Kokoro-82M fine-tune pipeline

End-to-end fine-tuning pipeline for the hexgrad/Kokoro-82M TTS model (StyleTTS-2 + iSTFTNet) on LJSpeech-format datasets. Produces:

A fine-tuned PyTorch checkpoint.
A voice-style embedding .bin that the runtime's Kokoro inference backend (packages/shared/src/local-inference/kokoro/) can load directly.
An ONNX export matching the layout used by onnx-community/Kokoro-82M-v1.0-ONNX, so a fine-tune can ship through the existing runtime path without code changes.
A publish manifest fragment ready for review and inclusion in the Eliza-1 catalog publish flow.

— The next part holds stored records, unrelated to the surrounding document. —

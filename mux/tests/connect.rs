//! Integration tests for outbound connects.

use chanmux::{ChannelMux, EventSink, FixedThreadPool, SocketHandle};
use std::io::{self, Read};
use std::net::{SocketAddr, TcpListener};
use std::sync::atomic::{AtomicUsize, Ordering};
use std::sync::mpsc;
use std::sync::{Arc, Mutex, OnceLock};
use std::thread;
use std::time::{Duration, Instant};

/// Route selector and worker logs through RUST_LOG when debugging.
fn init_logging() {
    let _ = tracing_subscriber::fmt()
        .with_env_filter(tracing_subscriber::EnvFilter::from_default_env())
        .try_init();
}

/// Poll `cond` until it holds or the deadline passes.
fn wait_until(deadline: Duration, cond: impl Fn() -> bool) -> bool {
    let start = Instant::now();
    while start.elapsed() < deadline {
        if cond() {
            return true;
        }
        thread::sleep(Duration::from_millis(10));
    }
    cond()
}

/// Get an address that refuses connections.
fn refused_addr() -> SocketAddr {
    let listener = TcpListener::bind("127.0.0.1:0").unwrap();
    let addr = listener.local_addr().unwrap();
    drop(listener);
    addr
}

#[derive(Default)]
struct CountingSink {
    connected: AtomicUsize,
    closing: AtomicUsize,
    reasons: Mutex<Vec<String>>,
}

impl EventSink for CountingSink {
    fn accepted(&self, _handle: &Arc<SocketHandle>) {}

    fn connected(&self, _handle: &Arc<SocketHandle>) {
        self.connected.fetch_add(1, Ordering::SeqCst);
    }

    fn read_ready(&self) {}

    fn write_ready(&self) {}

    fn closing(&self, reason: Option<io::Error>) {
        if let Some(err) = &reason {
            self.reasons.lock().unwrap().push(err.to_string());
        }
        self.closing.fetch_add(1, Ordering::SeqCst);
    }
}

fn new_mux(name: &str) -> ChannelMux {
    let pool = Arc::new(FixedThreadPool::new(name, 2, 64));
    ChannelMux::builder(name).dispatcher(pool).build().unwrap()
}

#[test]
fn test_connect_success() {
    init_logging();
    let listener = TcpListener::bind("127.0.0.1:0").unwrap();
    let addr = listener.local_addr().unwrap();
    let (done_tx, done_rx) = mpsc::channel::<()>();
    let server = thread::spawn(move || {
        let (_stream, _) = listener.accept().unwrap();
        // hold the connection open until the test is done
        let _ = done_rx.recv_timeout(Duration::from_secs(5));
    });

    let mux = new_mux("connect-ok");
    mux.start();
    let sink = Arc::new(CountingSink::default());
    mux.connect_to(addr, sink.clone()).unwrap();

    assert!(wait_until(Duration::from_secs(3), || {
        sink.connected.load(Ordering::SeqCst) == 1
    }));
    assert_eq!(mux.open_handle_count(), 1);
    assert_eq!(sink.closing.load(Ordering::SeqCst), 0);

    mux.terminate();
    assert!(wait_until(Duration::from_secs(3), || {
        sink.closing.load(Ordering::SeqCst) == 1
    }));
    assert_eq!(sink.connected.load(Ordering::SeqCst), 1);
    assert_eq!(mux.open_handle_count(), 0);

    let _ = done_tx.send(());
    server.join().unwrap();
}

#[test]
fn test_connect_refused() {
    init_logging();
    let addr = refused_addr();

    let mux = new_mux("connect-refused");
    mux.start();
    let sink = Arc::new(CountingSink::default());
    mux.connect_to(addr, sink.clone()).unwrap();

    assert!(wait_until(Duration::from_secs(3), || {
        sink.closing.load(Ordering::SeqCst) == 1
    }));
    assert_eq!(sink.connected.load(Ordering::SeqCst), 0);
    assert!(!sink.reasons.lock().unwrap().is_empty());
    assert_eq!(mux.open_handle_count(), 0);

    // no duplicate closing later
    thread::sleep(Duration::from_millis(200));
    assert_eq!(sink.closing.load(Ordering::SeqCst), 1);

    mux.terminate();
}

/// Sink that drains the channel and re-arms from inside its own
/// `read_ready` callback.
#[derive(Default)]
struct RearmingSink {
    handle: OnceLock<Arc<SocketHandle>>,
    read_ready: AtomicUsize,
    bytes: AtomicUsize,
    closing: AtomicUsize,
}

impl EventSink for RearmingSink {
    fn accepted(&self, _handle: &Arc<SocketHandle>) {}

    fn connected(&self, handle: &Arc<SocketHandle>) {
        self.handle.set(handle.clone()).ok();
        handle.select_for_read();
    }

    fn read_ready(&self) {
        let handle = self.handle.get().unwrap();
        let mut channel = handle.channel();
        let mut buf = [0u8; 64];
        loop {
            match channel.read(&mut buf) {
                Ok(0) => {
                    handle.close();
                    return;
                }
                Ok(n) => {
                    self.bytes.fetch_add(n, Ordering::SeqCst);
                }
                Err(err) if err.kind() == io::ErrorKind::WouldBlock => break,
                Err(_) => {
                    handle.close();
                    return;
                }
            }
        }
        self.read_ready.fetch_add(1, Ordering::SeqCst);
        handle.select_for_read();
    }

    fn write_ready(&self) {}

    fn closing(&self, _reason: Option<io::Error>) {
        self.closing.fetch_add(1, Ordering::SeqCst);
    }
}

#[test]
fn test_rearm_from_read_callback() {
    use std::io::Write;

    init_logging();
    let listener = TcpListener::bind("127.0.0.1:0").unwrap();
    let addr = listener.local_addr().unwrap();
    let (done_tx, done_rx) = mpsc::channel::<()>();
    let server = thread::spawn(move || {
        let (mut stream, _) = listener.accept().unwrap();
        stream.write_all(b"a").unwrap();
        thread::sleep(Duration::from_millis(200));
        stream.write_all(b"b").unwrap();
        let _ = done_rx.recv_timeout(Duration::from_secs(5));
    });

    let mux = new_mux("rearm");
    mux.start();
    let sink = Arc::new(RearmingSink::default());
    mux.connect_to(addr, sink.clone()).unwrap();

    assert!(wait_until(Duration::from_secs(3), || {
        sink.bytes.load(Ordering::SeqCst) == 2
    }));
    assert!(sink.read_ready.load(Ordering::SeqCst) >= 2);

    let _ = done_tx.send(());
    mux.terminate();
    assert!(wait_until(Duration::from_secs(3), || {
        sink.closing.load(Ordering::SeqCst) == 1
    }));
    server.join().unwrap();
}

Architecture and recipe — what we settled on

Kokoro-82M is a decoder-only StyleTTS-2 descendant. There is no first-party fine-tune recipe. The community-validated approach (see the kokoro-deutsch workflow and jonirajala/kokoro_training) is a two-stage StyleTTS-2 training with the WavLM discriminator activated only in stage 2.

We support two modes:

--mode lora (default, recommended). Attach LoRA adapters to:
- the prosody predictor (duration + F0/N modules) and
- the style encoder projection, while keeping the text encoder and the iSTFTNet decoder weights frozen. This is the lightest path that still meaningfully changes a voice — it re-targets prosody and timbre conditioning, which is what users actually want when they say "fine-tune a voice." Trains on a 16 GB consumer GPU.
--mode full. Full fine-tune. Unfreezes all modules. Resource-intensive (40+ GB at batch size 8, ~24h on a 4090 for 13k LJSpeech clips). Use only when LoRA quality is insufficient.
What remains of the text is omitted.